Dear WRS Member,
When you say Wisconsin, what comes to mind? It could be the strong work ethic of the people who live here. Maybe it’s the numerous summer festivals that take place in communities large and small all across the state. Or maybe it’s the pride so many of us share each and every weekend cheering on the Badgers or the Green and Gold. For those of us who have spent our careers serving the people of this state, it might just be that Wisconsin has one of the best-funded public pension systems in the country.
In a time when many public pension funds are struggling with issues related to underfunding, the Wisconsin Retirement System (WRS) remains among the few that are financially strong. One reason the WRS is so well-funded is the investment management provided by the State of Wisconsin Investment Board (SWIB). SWIB has developed a disciplined, prudent and innovative investment strategy designed to protect the members of the WRS from another major reduction, keep contributions stable and generate reasonable returns.
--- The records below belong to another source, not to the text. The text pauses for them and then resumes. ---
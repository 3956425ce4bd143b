use sqlx::SqlitePool;
use tracing::instrument;

use crate::config::jwt::JwtConfig;
use crate::modules::users::model::{User, UserRole};
use crate::utils::errors::AppError;
use crate::utils::jwt::create_access_token;
use crate::utils::password::verify_password;

use super::model::{LoginRequest, LoginResponse};

pub struct AuthService;

impl AuthService {
    /// Verifies credentials and mints a bearer token.
    ///
    /// Unknown email and wrong password collapse into the same error so the
    /// response never reveals which field was wrong.
    #[instrument(skip(db, dto))]
    pub async fn login_user(
        db: &SqlitePool,
        dto: LoginRequest,
        jwt_config: &JwtConfig,
    ) -> Result<LoginResponse, AppError> {
        #[derive(sqlx::FromRow)]
        struct UserWithPassword {
            id: i64,
            email: String,
            password_hash: String,
            role: UserRole,
            name: String,
            created_at: chrono::NaiveDateTime,
            updated_at: chrono::NaiveDateTime,
        }

        let invalid_credentials =
            || AppError::bad_request(anyhow::anyhow!("Invalid email or password"));

        let user_with_password = sqlx::query_as::<_, UserWithPassword>(
            "SELECT id, email, password_hash, role, name, created_at, updated_at
             FROM users WHERE email = $1",
        )
        .bind(&dto.username)
        .fetch_optional(db)
        .await
        .map_err(|e| AppError::database(anyhow::Error::from(e)))?
        .ok_or_else(invalid_credentials)?;

        let is_valid = verify_password(&dto.password, &user_with_password.password_hash)?;
        if !is_valid {
            return Err(invalid_credentials());
        }

        let user = User {
            id: user_with_password.id,
            email: user_with_password.email,
            role: user_with_password.role,
            name: user_with_password.name,
            created_at: user_with_password.created_at,
            updated_at: user_with_password.updated_at,
        };

        let access_token = create_access_token(&user, jwt_config)?;

        Ok(LoginResponse {
            access_token,
            token_type: "bearer".to_string(),
        })
    }
}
SWIB’s management of the trust funds has helped protect and grow the assets that more than 600,000 members of the WRS count on for a more secure retirement.
Following a recently released audit report by the Legislative Audit Bureau (LAB), there have been some opinions expressed about the work SWIB has done in managing the trust funds. Last week, staff from both LAB and SWIB presented and answered questions in a transparent and open hearing with the Joint Legislative Audit Committee. Topics discussed included the audit report, SWIB’s 2016 results and overall approach, and steps taken by SWIB to properly diversify the WRS and help keep it well-funded. Below are just a few of the key points that were discussed.
SWIB has generated positive returns in eight of the last 10 years. SWIB’s consistent performance over that time period has accounted for 72.6 percent of the total income of the WRS.
The Core Fund’s 5-year return at the end of 2016 was 8.1 percent, compared with a benchmark of 7.7 percent and the assumed rate of 7.2 percent.
Over the last five years, from 2012-2016, after accounting for costs, SWIB staff added an additional $1.1 billion to the trust funds above what the markets earned. Had we completely indexed both trust funds, we would have lost out on this added value.
SWIB’s 2015 returns ranked 9th in LAB’s peer group. However, that was at one point in time and SWIB has ranked near the top in past periods. SWIB’s 2016 returns were again strong and, based on preliminary numbers, one national comparison ranks SWIB in the top quarter of 55 public pension funds for the year.
Compared with LAB’s peer group, the WRS is the best funded plan and has the second lowest assumed rate of return. The average funding ratio of LAB’s peer group is 74 percent. The WRS is funded at 100 percent.
Unlike some peers, who may be reaching for returns out of necessity and be over concentrated in stocks, SWIB has built a very robust asset allocation. This ensures that returns are still strong when the markets are hot but that the impact of a future downturn is lessened for our retirees.
SWIB’s use of leverage is modest and was 7 percent at the end of 2015. This leverage helps to reduce risk to the Core Fund by supporting a higher allocation to lower risk fixed income securities and lower allocation to equities at the same target return.
SWIB staff can invest many of the assets of the WRS for one-fifth of what it would cost to pay external managers for the same work. That is why SWIB uses its own staff to invest almost two-thirds of retirement fund assets.
Internal management of the trust funds has been a financial benefit. A 2015 report from an independent consultant shows that SWIB’s total costs were second lowest in its peer group of 15 large pension funds.
Because of a greater reliance on internal management, SWIB is saving $75 million per year compared to what similar funds would pay to manage the same assets. Over the past 10 years, SWIB has saved $344 million compared to similar funds in large part because of the transition away from external managers for public markets. That is more than SWIB spent in all of 2015.
While SWIB does invest in some investments that can be considered more risky, like hedge funds and derivatives, a recent consultant’s report analyzed the risk/return ratio for 65 pension plans over a 10-year period and ranked the WRS near the top third of a group on a risk-adjusted basis. Eight of the nine plans listed in the recent LAB audit report were included in this analysis and only two ranked higher than SWIB during this period. This means that when SWIB is taking risk to generate added value, it is being well compensated for the risk taken.
SWIB’s incentive compensation plan is a true pay for performance plan that focuses on long-term results by being heavily weighted toward the five-year returns. Bonuses were awarded in 2015, despite a slightly negative year-end return, because SWIB’s five-year return was a solid 6.7 percent. The deferral option that the Board can use is primarily intended to delay awards after catastrophic losses like what occurred in 2008.
The WRS is looked at as a model system by many other pension funds. SWIB is proud of the work it has done to make Wisconsin strong and we wanted you to know the facts, not just the opinions that might be floating around.